** Opening DATA FOR ANALYSIS block **

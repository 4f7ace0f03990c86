use std::collections::HashMap;
use std::sync::atomic::{AtomicBool, Ordering};
use std::sync::{Arc, Mutex};
use std::time::Duration;

use tokio::sync::Notify;
use tokio::task::yield_now;

use crate::server::dataloader::{BatchLoader, DataLoader, Dispatch, LoadError, wrap};
use crate::store::StoreError;

/// Keys at or above this are never found.
const MISSING: u32 = 100;
/// Batches containing this key wait for `Squares::gate`.
const SLOW: u32 = 7;

#[derive(Clone, Default)]
struct Squares {
    batches: Arc<Mutex<Vec<Vec<u32>>>>,
    failing: Arc<AtomicBool>,
    gate: Arc<Notify>,
}

impl Squares {
    fn batches(&self) -> Vec<Vec<u32>> {
        self.batches.lock().unwrap().clone()
    }
}

impl BatchLoader for Squares {
    type K = u32;
    type V = Option<u64>;

    fn load_batch(
        &self,
        mut keys: Vec<u32>,
    ) -> impl Future<Output = Result<HashMap<u32, Option<u64>>, LoadError>> + Send + 'static {
        keys.sort();
        self.batches.lock().unwrap().push(keys.clone());
        let failing = self.failing.load(Ordering::SeqCst);
        let gate = self.gate.clone();

        async move {
            if keys.contains(&SLOW) {
                gate.notified().await;
            }
            if failing {
                return Err(LoadError::from(StoreError::Unavailable { table: "squares" }));
            }
            // Answer in reverse order, the loader has to match keys itself.
            Ok(keys
                .iter()
                .rev()
                .filter(|k| **k < MISSING)
                .map(|k| (*k, Some(u64::from(*k) * u64::from(*k))))
                .collect())
        }
    }
}

#[tokio::test]
async fn test_one_batch_per_window() {
    let squares = Squares::default();
    let loader = DataLoader::new(squares.clone());

    let (a, b, c, again) = wrap(&[&loader], async {
        tokio::join!(loader.load(3), loader.load(1), loader.load(2), loader.load(3))
    })
    .await;

    assert_eq!(a.unwrap(), Some(9));
    assert_eq!(b.unwrap(), Some(1));
    assert_eq!(c.unwrap(), Some(4));
    assert_eq!(again.unwrap(), Some(9));
    assert_eq!(squares.batches(), [vec![1, 2, 3]]);
}

#[tokio::test]
async fn test_missing_keys_get_the_default() {
    let squares = Squares::default();
    let loader = DataLoader::new(squares.clone());

    let (found, missing) = wrap(&[&loader], async {
        tokio::join!(loader.load(5), loader.load(MISSING + 1))
    })
    .await;

    assert_eq!(found.unwrap(), Some(25));
    assert_eq!(missing.unwrap(), None);
}

#[tokio::test]
async fn test_results_are_cached() {
    let squares = Squares::default();
    let loader = DataLoader::new(squares.clone());

    let first = wrap(&[&loader], loader.load(4)).await.unwrap();
    let absent = wrap(&[&loader], loader.load(MISSING)).await.unwrap();
    let (second, absent_again) = wrap(&[&loader], async {
        tokio::join!(loader.load(4), loader.load(MISSING))
    })
    .await;

    assert_eq!(first, Some(16));
    assert_eq!(second.unwrap(), first);
    assert_eq!(absent, None);
    assert_eq!(absent_again.unwrap(), None);
    // The last window was answered from the cache.
    assert_eq!(squares.batches(), [vec![4], vec![MISSING]]);
}

#[tokio::test]
async fn test_load_many_keeps_key_order() {
    let squares = Squares::default();
    let loader = DataLoader::new(squares.clone());

    let values = wrap(&[&loader], loader.load_many([9, MISSING, 2, 9]))
        .await
        .unwrap();

    assert_eq!(values, [Some(81), None, Some(4), Some(81)]);
    assert_eq!(squares.batches(), [vec![2, 9, MISSING]]);
}

#[tokio::test]
async fn test_failure_reaches_every_waiter_and_is_not_cached() {
    let squares = Squares::default();
    let loader = DataLoader::new(squares.clone());
    squares.failing.store(true, Ordering::SeqCst);

    let (a, b) = wrap(&[&loader], async { tokio::join!(loader.load(1), loader.load(2)) }).await;
    assert!(matches!(a, Err(LoadError::Fetch(_))));
    assert!(matches!(b, Err(LoadError::Fetch(_))));

    squares.failing.store(false, Ordering::SeqCst);
    let retried = wrap(&[&loader], loader.load(1)).await;

    assert_eq!(retried.unwrap(), Some(1));
    assert_eq!(squares.batches(), [vec![1, 2], vec![1]]);
}

#[tokio::test]
async fn test_later_window_does_not_wait_for_earlier_batch() {
    let squares = Squares::default();
    let loader = DataLoader::new(squares.clone());

    let loaders = [&loader as &dyn Dispatch];
    let run = wrap(&loaders, async {
        let slow = loader.load(SLOW);
        // Let the first window close while `SLOW` is still loading.
        yield_now().await;

        let fast = loader.load(2).await;
        squares.gate.notify_one();
        (slow.await, fast)
    });
    let (slow, fast) = tokio::time::timeout(Duration::from_secs(5), run)
        .await
        .expect("second window was blocked by the first");

    assert_eq!(slow.unwrap(), Some(49));
    assert_eq!(fast.unwrap(), Some(4));
    assert_eq!(squares.batches(), [vec![SLOW], vec![2]]);
}

#[tokio::test]
async fn test_flush_without_driver() {
    let squares = Squares::default();
    let loader = DataLoader::new(squares.clone());

    let a = loader.load(3);
    let b = loader.load(3);
    loader.flush().await;

    assert_eq!(a.await.unwrap(), Some(9));
    assert_eq!(b.await.unwrap(), Some(9));
    assert_eq!(squares.batches(), [vec![3]]);
}

#[tokio::test]
async fn test_dropped_batch_cancels_waiters() {
    let squares = Squares::default();
    let loader = DataLoader::new(squares.clone());

    let pending = loader.load(SLOW);
    let batch = loader.dispatch().unwrap();
    drop(batch);
    assert!(matches!(pending.await, Err(LoadError::Cancelled)));

    // The key was released, so a new window fetches it again.
    let retried = loader.load(SLOW);
    squares.gate.notify_one();
    loader.flush().await;
    assert_eq!(retried.await.unwrap(), Some(49));
    assert_eq!(squares.batches(), [vec![SLOW], vec![SLOW]]);
}

#[tokio::test]
async fn test_nothing_to_dispatch() {
    let loader = DataLoader::new(Squares::default());
    assert!(loader.dispatch().is_none());

    let value = wrap(&[&loader], async { 42 }).await;
    assert_eq!(value, 42);
}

** Closing DATA FOR ANALYSIS block **

■ **WORK INSTRUCTIONS**:
In the listing above, how many lines hold the word "BatchLoader"? Give the number and nothing more.

■ **RESPONSE BOX**:
2